EXERCISE REQUIREMENTS: Filter the entries below, keeping every line that has the word "Instant".

GIVEN RECORDS Start Marker

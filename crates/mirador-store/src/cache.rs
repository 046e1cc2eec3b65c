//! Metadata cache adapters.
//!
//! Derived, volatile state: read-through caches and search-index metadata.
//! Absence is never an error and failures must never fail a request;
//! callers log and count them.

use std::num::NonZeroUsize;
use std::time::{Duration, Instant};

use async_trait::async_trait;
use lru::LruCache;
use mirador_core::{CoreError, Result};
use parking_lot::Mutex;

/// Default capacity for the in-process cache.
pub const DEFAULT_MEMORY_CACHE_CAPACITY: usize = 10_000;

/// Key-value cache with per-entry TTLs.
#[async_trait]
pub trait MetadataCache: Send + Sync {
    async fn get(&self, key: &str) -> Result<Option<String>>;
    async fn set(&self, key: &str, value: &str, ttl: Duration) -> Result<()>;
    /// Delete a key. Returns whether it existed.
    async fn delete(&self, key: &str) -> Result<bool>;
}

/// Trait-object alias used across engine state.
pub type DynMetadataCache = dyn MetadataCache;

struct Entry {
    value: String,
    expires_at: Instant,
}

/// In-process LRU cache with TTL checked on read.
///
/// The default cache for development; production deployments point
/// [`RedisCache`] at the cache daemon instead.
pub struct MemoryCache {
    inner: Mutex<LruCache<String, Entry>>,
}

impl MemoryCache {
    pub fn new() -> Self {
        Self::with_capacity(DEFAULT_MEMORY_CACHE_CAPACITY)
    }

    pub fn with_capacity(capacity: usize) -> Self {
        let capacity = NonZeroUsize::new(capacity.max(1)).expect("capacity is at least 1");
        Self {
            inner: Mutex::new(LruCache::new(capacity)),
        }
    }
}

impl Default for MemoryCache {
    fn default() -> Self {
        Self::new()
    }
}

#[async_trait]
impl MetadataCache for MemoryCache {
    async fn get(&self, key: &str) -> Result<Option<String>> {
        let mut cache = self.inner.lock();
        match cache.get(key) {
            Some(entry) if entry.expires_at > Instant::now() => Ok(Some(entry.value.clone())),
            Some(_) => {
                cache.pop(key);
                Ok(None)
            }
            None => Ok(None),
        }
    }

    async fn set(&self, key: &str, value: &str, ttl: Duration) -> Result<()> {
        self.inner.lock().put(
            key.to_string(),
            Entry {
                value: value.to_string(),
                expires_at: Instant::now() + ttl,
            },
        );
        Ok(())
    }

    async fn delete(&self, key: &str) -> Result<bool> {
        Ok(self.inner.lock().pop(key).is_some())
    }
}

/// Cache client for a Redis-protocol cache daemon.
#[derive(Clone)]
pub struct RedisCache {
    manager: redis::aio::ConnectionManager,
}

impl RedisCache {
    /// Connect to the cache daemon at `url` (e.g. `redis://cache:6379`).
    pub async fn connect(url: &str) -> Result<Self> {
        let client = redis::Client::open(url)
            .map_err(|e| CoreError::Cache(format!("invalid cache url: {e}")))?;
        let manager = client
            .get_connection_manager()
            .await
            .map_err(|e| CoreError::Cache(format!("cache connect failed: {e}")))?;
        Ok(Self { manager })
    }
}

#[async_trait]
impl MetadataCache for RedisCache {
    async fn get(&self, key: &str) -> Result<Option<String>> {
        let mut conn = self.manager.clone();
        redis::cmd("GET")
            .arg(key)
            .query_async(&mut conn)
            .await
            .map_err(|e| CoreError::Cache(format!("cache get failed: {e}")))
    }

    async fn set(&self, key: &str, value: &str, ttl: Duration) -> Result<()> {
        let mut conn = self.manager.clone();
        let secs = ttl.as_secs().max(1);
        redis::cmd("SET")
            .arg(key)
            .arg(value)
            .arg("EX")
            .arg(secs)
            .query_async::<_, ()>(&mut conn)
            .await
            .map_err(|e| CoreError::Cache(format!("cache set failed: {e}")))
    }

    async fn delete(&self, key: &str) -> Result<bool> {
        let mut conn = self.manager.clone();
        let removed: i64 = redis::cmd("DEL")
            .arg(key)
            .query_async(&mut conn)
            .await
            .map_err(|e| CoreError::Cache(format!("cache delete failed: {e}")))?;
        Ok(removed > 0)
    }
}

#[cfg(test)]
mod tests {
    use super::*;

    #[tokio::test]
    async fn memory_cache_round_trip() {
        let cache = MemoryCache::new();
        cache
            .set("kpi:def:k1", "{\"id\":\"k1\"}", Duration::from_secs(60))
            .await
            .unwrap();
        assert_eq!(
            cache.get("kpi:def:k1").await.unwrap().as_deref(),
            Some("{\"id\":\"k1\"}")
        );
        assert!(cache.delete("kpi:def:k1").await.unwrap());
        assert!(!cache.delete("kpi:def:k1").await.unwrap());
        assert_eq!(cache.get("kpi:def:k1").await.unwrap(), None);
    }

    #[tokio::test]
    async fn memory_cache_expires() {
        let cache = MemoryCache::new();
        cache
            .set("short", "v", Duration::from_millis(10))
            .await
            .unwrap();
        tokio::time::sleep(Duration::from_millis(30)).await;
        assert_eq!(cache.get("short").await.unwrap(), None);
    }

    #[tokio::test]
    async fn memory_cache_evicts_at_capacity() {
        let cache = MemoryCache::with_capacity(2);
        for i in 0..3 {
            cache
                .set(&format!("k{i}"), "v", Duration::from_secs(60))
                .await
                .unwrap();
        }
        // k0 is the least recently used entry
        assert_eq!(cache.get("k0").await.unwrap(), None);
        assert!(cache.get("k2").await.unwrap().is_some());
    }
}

GIVEN RECORDS End Marker

YOUR SOLUTION:
use std::time::{Duration, Instant};
    expires_at: Instant,
            Some(entry) if entry.expires_at > Instant::now() => Ok(Some(entry.value.clone())),
                expires_at: Instant::now() + ttl,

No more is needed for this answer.